__Task statement__. Could you give every record again, exactly as it reads?
Supplied records START
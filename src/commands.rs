use std::fs;
use std::io::{self, Write};
use std::path::{Path, PathBuf};

use anyhow::{Context, Result};
use clap::Subcommand;
use tracing::info;

use crate::database::{Database, OpenOptions};
use crate::export::{ExportDocument, TableSelector};
use crate::paged::PagedCache;
use crate::provider::TableProvider;
use crate::row::Value;
use crate::ui::tui;

#[derive(Subcommand, Debug, Clone, PartialEq)]
pub enum Command {
    /// Page size, page count, encoding and table count
    Info,
    /// List tables with their row counts
    Tables,
    /// Describe the columns of a table
    Columns { table: String },
    /// Describe the indexes of a table
    Indexes { table: String },
    /// Print rows of TABLE or TABLE/INDEX as tab-separated text
    Rows {
        selector: String,
        #[arg(long, default_value_t = 0)]
        start: usize,
        #[arg(long, default_value_t = 20)]
        count: usize,
    },
    /// Export tables as XML; with no selectors every table is exported
    Dump {
        selectors: Vec<String>,
        /// Merge into this file instead of writing to stdout
        #[arg(short, long)]
        output: Option<PathBuf>,
    },
    /// Interactive terminal browser
    Browse,
}

pub fn execute(database_path: &Path, options: OpenOptions, command: Command) -> Result<()> {
    if command == Command::Browse {
        return tui::run_tui(database_path.to_path_buf(), options);
    }

    let db = Database::open(database_path, options)
        .with_context(|| format!("cannot open {}", database_path.display()))?;
    let stdout = io::stdout();
    let mut out = stdout.lock();
    execute_on(&db, command, &mut out)
}

/// Run a non-interactive command against an open database.
pub fn execute_on<W: Write>(db: &Database, command: Command, out: &mut W) -> Result<()> {
    match command {
        Command::Info => handle_info(db, out),
        Command::Tables => handle_tables(db, out),
        Command::Columns { table } => handle_columns(db, &table, out),
        Command::Indexes { table } => handle_indexes(db, &table, out),
        Command::Rows {
            selector,
            start,
            count,
        } => handle_rows(db, &selector, start, count, out),
        Command::Dump { selectors, output } => handle_dump(db, &selectors, output.as_deref(), out),
        Command::Browse => anyhow::bail!("the browser needs a terminal"),
    }
}

fn handle_info<W: Write>(db: &Database, out: &mut W) -> Result<()> {
    writeln!(out, "database page size: {}", db.page_size())?;
    writeln!(out, "number of pages: {}", db.page_count())?;
    writeln!(out, "text encoding: {}", db.encoding().name())?;
    writeln!(out, "number of tables: {}", db.table_names()?.len())?;
    if db.recovered() {
        writeln!(out, "opened in recovery mode: journal ignored")?;
    }
    Ok(())
}

fn handle_tables<W: Write>(db: &Database, out: &mut W) -> Result<()> {
    for table in db.table_names()? {
        let rows = db
            .row_count(&table, None)
            .with_context(|| format!("cannot count rows of {}", table))?;
        writeln!(out, "{}\t{}", table, rows)?;
    }
    Ok(())
}

fn handle_columns<W: Write>(db: &Database, table: &str, out: &mut W) -> Result<()> {
    let columns = db.column_set(table)?;
    let infos = db.columns(table)?;
    for (descriptor, info) in columns.iter().zip(&infos) {
        writeln!(
            out,
            "{}\t{}\t{}\t{}",
            descriptor.name,
            if info.declared_type.is_empty() { "-" } else { &info.declared_type },
            descriptor.column_type,
            descriptor.semantic_type
        )?;
    }
    Ok(())
}

fn handle_indexes<W: Write>(db: &Database, table: &str, out: &mut W) -> Result<()> {
    for index in db.index_info(table)? {
        let mut flags = Vec::new();
        if index.unique {
            flags.push("unique");
        }
        if index.partial {
            flags.push("partial");
        }
        if index.automatic {
            flags.push("automatic");
        }
        writeln!(
            out,
            "{}\t({})\tentries={}\tkeys={}\tcode_page={}\t{}",
            index.name,
            index.columns.join(", "),
            index.entries,
            index.unique_keys,
            index.code_page,
            flags.join(",")
        )?;
    }
    Ok(())
}

fn handle_rows<W: Write>(
    db: &Database,
    selector: &str,
    start: usize,
    count: usize,
    out: &mut W,
) -> Result<()> {
    let selector: TableSelector = selector.parse()?;
    let provider = TableProvider::new(db, &selector.table, selector.index.as_deref())?;
    let headers: Vec<String> = provider.columns().iter().map(|c| c.name.clone()).collect();
    writeln!(out, "{}", headers.join("\t"))?;

    let mut cache = PagedCache::new(provider);
    let end = start.saturating_add(count).min(cache.len()?);
    for i in start..end {
        let row = cache.get(i)?;
        let values: Vec<String> = row.values().iter().map(cell_text).collect();
        writeln!(out, "{}", values.join("\t"))?;
    }
    Ok(())
}

/// One-line rendering of a value for tab-separated output.
fn cell_text(value: &Option<Value>) -> String {
    let Some(value) = value else {
        return "NULL".to_string();
    };
    let mut text = String::new();
    for c in value.to_string().chars() {
        match c {
            '\t' => text.push_str("\\t"),
            '\n' => text.push_str("\\n"),
            '\r' => text.push_str("\\r"),
            c => text.push(c),
        }
    }
    text
}

fn handle_dump<W: Write>(
    db: &Database,
    selectors: &[String],
    output: Option<&Path>,
    out: &mut W,
) -> Result<()> {
    let selectors = selectors
        .iter()
        .map(|s| s.parse::<TableSelector>())
        .collect::<Result<Vec<_>, _>>()?;

    match output {
        None => {
            let mut document = ExportDocument::new();
            document.append_tables(db, &selectors)?;
            document.write_to(out)?;
        }
        Some(path) => {
            let mut file = fs::OpenOptions::new()
                .read(true)
                .write(true)
                .create(true)
                .truncate(false)
                .open(path)
                .with_context(|| format!("cannot open {}", path.display()))?;
            let mut document = ExportDocument::load_or_empty(&mut file);
            let before = document.tables.len();
            document.append_tables(db, &selectors)?;
            document
                .rewrite(&mut file)
                .with_context(|| format!("cannot write {}", path.display()))?;
            info!(
                path = %path.display(),
                added = document.tables.len() - before,
                total = document.tables.len(),
                "wrote dump"
            );
        }
    }
    Ok(())
}

#[cfg(test)]
mod tests {
    use super::*;

    #[test]
    fn cell_text_keeps_rows_on_one_line() {
        assert_eq!(cell_text(&None), "NULL");
        assert_eq!(cell_text(&Some(Value::Text("a\tb\nc".into()))), "a\\tb\\nc");
        assert_eq!(cell_text(&Some(Value::Int32(-4))), "-4");
    }
}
Supplied records END
__Answer space__.
filename src/commands.rs
use std::fs;
use std::io::{self, Write};
use std::path::{Path, PathBuf};

use anyhow::{Context, Result};
use clap::Subcommand;
use tracing::info;

use crate::database::{Database, OpenOptions};
use crate::export::{ExportDocument, TableSelector};
use crate::paged::PagedCache;
use crate::provider::TableProvider;
use crate::row::Value;
use crate::ui::tui;

#[derive(Subcommand, Debug, Clone, PartialEq)]
pub enum Command {
    /// Page size, page count, encoding and table count
    Info,
    /// List tables with their row counts
    Tables,
    /// Describe the columns of a table
    Columns { table: String },
    /// Describe the indexes of a table
    Indexes { table: String },
    /// Print rows of TABLE or TABLE/INDEX as tab-separated text
    Rows {
        selector: String,
        #[arg(long, default_value_t = 0)]
        start: usize,
        #[arg(long, default_value_t = 20)]
        count: usize,
    },
    /// Export tables as XML; with no selectors every table is exported
    Dump {
        selectors: Vec<String>,
        /// Merge into this file instead of writing to stdout
        #[arg(short, long)]
        output: Option<PathBuf>,
    },
    /// Interactive terminal browser
    Browse,
}

pub fn execute(database_path: &Path, options: OpenOptions, command: Command) -> Result<()> {
    if command == Command::Browse {
        return tui::run_tui(database_path.to_path_buf(), options);
    }

    let db = Database::open(database_path, options)
        .with_context(|| format!("cannot open {}", database_path.display()))?;
    let stdout = io::stdout();
    let mut out = stdout.lock();
    execute_on(&db, command, &mut out)
}

/// Run a non-interactive command against an open database.
pub fn execute_on<W: Write>(db: &Database, command: Command, out: &mut W) -> Result<()> {
    match command {
        Command::Info => handle_info(db, out),
        Command::Tables => handle_tables(db, out),
        Command::Columns { table } => handle_columns(db, &table, out),
        Command::Indexes { table } => handle_indexes(db, &table, out),
        Command::Rows {
            selector,
            start,
            count,
        } => handle_rows(db, &selector, start, count, out),
        Command::Dump { selectors, output } => handle_dump(db, &selectors, output.as_deref(), out),
        Command::Browse => anyhow::bail!("the browser needs a terminal"),
    }
}

fn handle_info<W: Write>(db: &Database, out: &mut W) -> Result<()> {
    writeln!(out, "database page size: {}", db.page_size())?;
    writeln!(out, "number of pages: {}", db.page_count())?;
    writeln!(out, "text encoding: {}", db.encoding().name())?;
    writeln!(out, "number of tables: {}", db.table_names()?.len())?;
    if db.recovered() {
        writeln!(out, "opened in recovery mode: journal ignored")?;
    }
    Ok(())
}

fn handle_tables<W: Write>(db: &Database, out: &mut W) -> Result<()> {
    for table in db.table_names()? {
        let rows = db
            .row_count(&table, None)
            .with_context(|| format!("cannot count rows of {}", table))?;
        writeln!(out, "{}\t{}", table, rows)?;
    }
    Ok(())
}

fn handle_columns<W: Write>(db: &Database, table: &str, out: &mut W) -> Result<()> {
    let columns = db.column_set(table)?;
    let infos = db.columns(table)?;
    for (descriptor, info) in columns.iter().zip(&infos) {
        writeln!(
            out,
            "{}\t{}\t{}\t{}",
            descriptor.name,
            if info.declared_type.is_empty() { "-" } else { &info.declared_type },
            descriptor.column_type,
            descriptor.semantic_type
        )?;
    }
    Ok(())
}

fn handle_indexes<W: Write>(db: &Database, table: &str, out: &mut W) -> Result<()> {
    for index in db.index_info(table)? {
        let mut flags = Vec::new();
        if index.unique {
            flags.push("unique");
        }
        if index.partial {
            flags.push("partial");
        }
        if index.automatic {
            flags.push("automatic");
        }
        writeln!(
            out,
            "{}\t({})\tentries={}\tkeys={}\tcode_page={}\t{}",
            index.name,
            index.columns.join(", "),
            index.entries,
            index.unique_keys,
            index.code_page,
            flags.join(",")
        )?;
    }
    Ok(())
}

fn handle_rows<W: Write>(
    db: &Database,
    selector: &str,
    start: usize,
    count: usize,
    out: &mut W,
) -> Result<()> {
    let selector: TableSelector = selector.parse()?;
    let provider = TableProvider::new(db, &selector.table, selector.index.as_deref())?;
    let headers: Vec<String> = provider.columns().iter().map(|c| c.name.clone()).collect();
    writeln!(out, "{}", headers.join("\t"))?;

    let mut cache = PagedCache::new(provider);
    let end = start.saturating_add(count).min(cache.len()?);
    for i in start..end {
        let row = cache.get(i)?;
        let values: Vec<String> = row.values().iter().map(cell_text).collect();
        writeln!(out, "{}", values.join("\t"))?;
    }
    Ok(())
}

/// One-line rendering of a value for tab-separated output.
fn cell_text(value: &Option<Value>) -> String {
    let Some(value) = value else {
        return "NULL".to_string();
    };
    let mut text = String::new();
    for c in value.to_string().chars() {
        match c {
            '\t' => text.push_str("\\t"),
            '\n' => text.push_str("\\n"),
            '\r' => text.push_str("\\r"),
            c => text.push(c),
        }
    }
    text
}

fn handle_dump<W: Write>(
    db: &Database,
    selectors: &[String],
    output: Option<&Path>,
    out: &mut W,
) -> Result<()> {
    let selectors = selectors
        .iter()
        .map(|s| s.parse::<TableSelector>())
        .collect::<Result<Vec<_>, _>>()?;

    match output {
        None => {
            let mut document = ExportDocument::new();
            document.append_tables(db, &selectors)?;
            document.write_to(out)?;
        }
        Some(path) => {
            let mut file = fs::OpenOptions::new()
                .read(true)
                .write(true)
                .create(true)
                .truncate(false)
                .open(path)
                .with_context(|| format!("cannot open {}", path.display()))?;
            let mut document = ExportDocument::load_or_empty(&mut file);
            let before = document.tables.len();
            document.append_tables(db, &selectors)?;
            document
                .rewrite(&mut file)
                .with_context(|| format!("cannot write {}", path.display()))?;
            info!(
                path = %path.display(),
                added = document.tables.len() - before,
                total = document.tables.len(),
                "wrote dump"
            );
        }
    }
    Ok(())
}

#[cfg(test)]
mod tests {
    use super::*;

    #[test]
    fn cell_text_keeps_rows_on_one_line() {
        assert_eq!(cell_text(&None), "NULL");
        assert_eq!(cell_text(&Some(Value::Text("a\tb\nc".into()))), "a\\tb\\nc");
        assert_eq!(cell_text(&Some(Value::Int32(-4))), "-4");
    }
}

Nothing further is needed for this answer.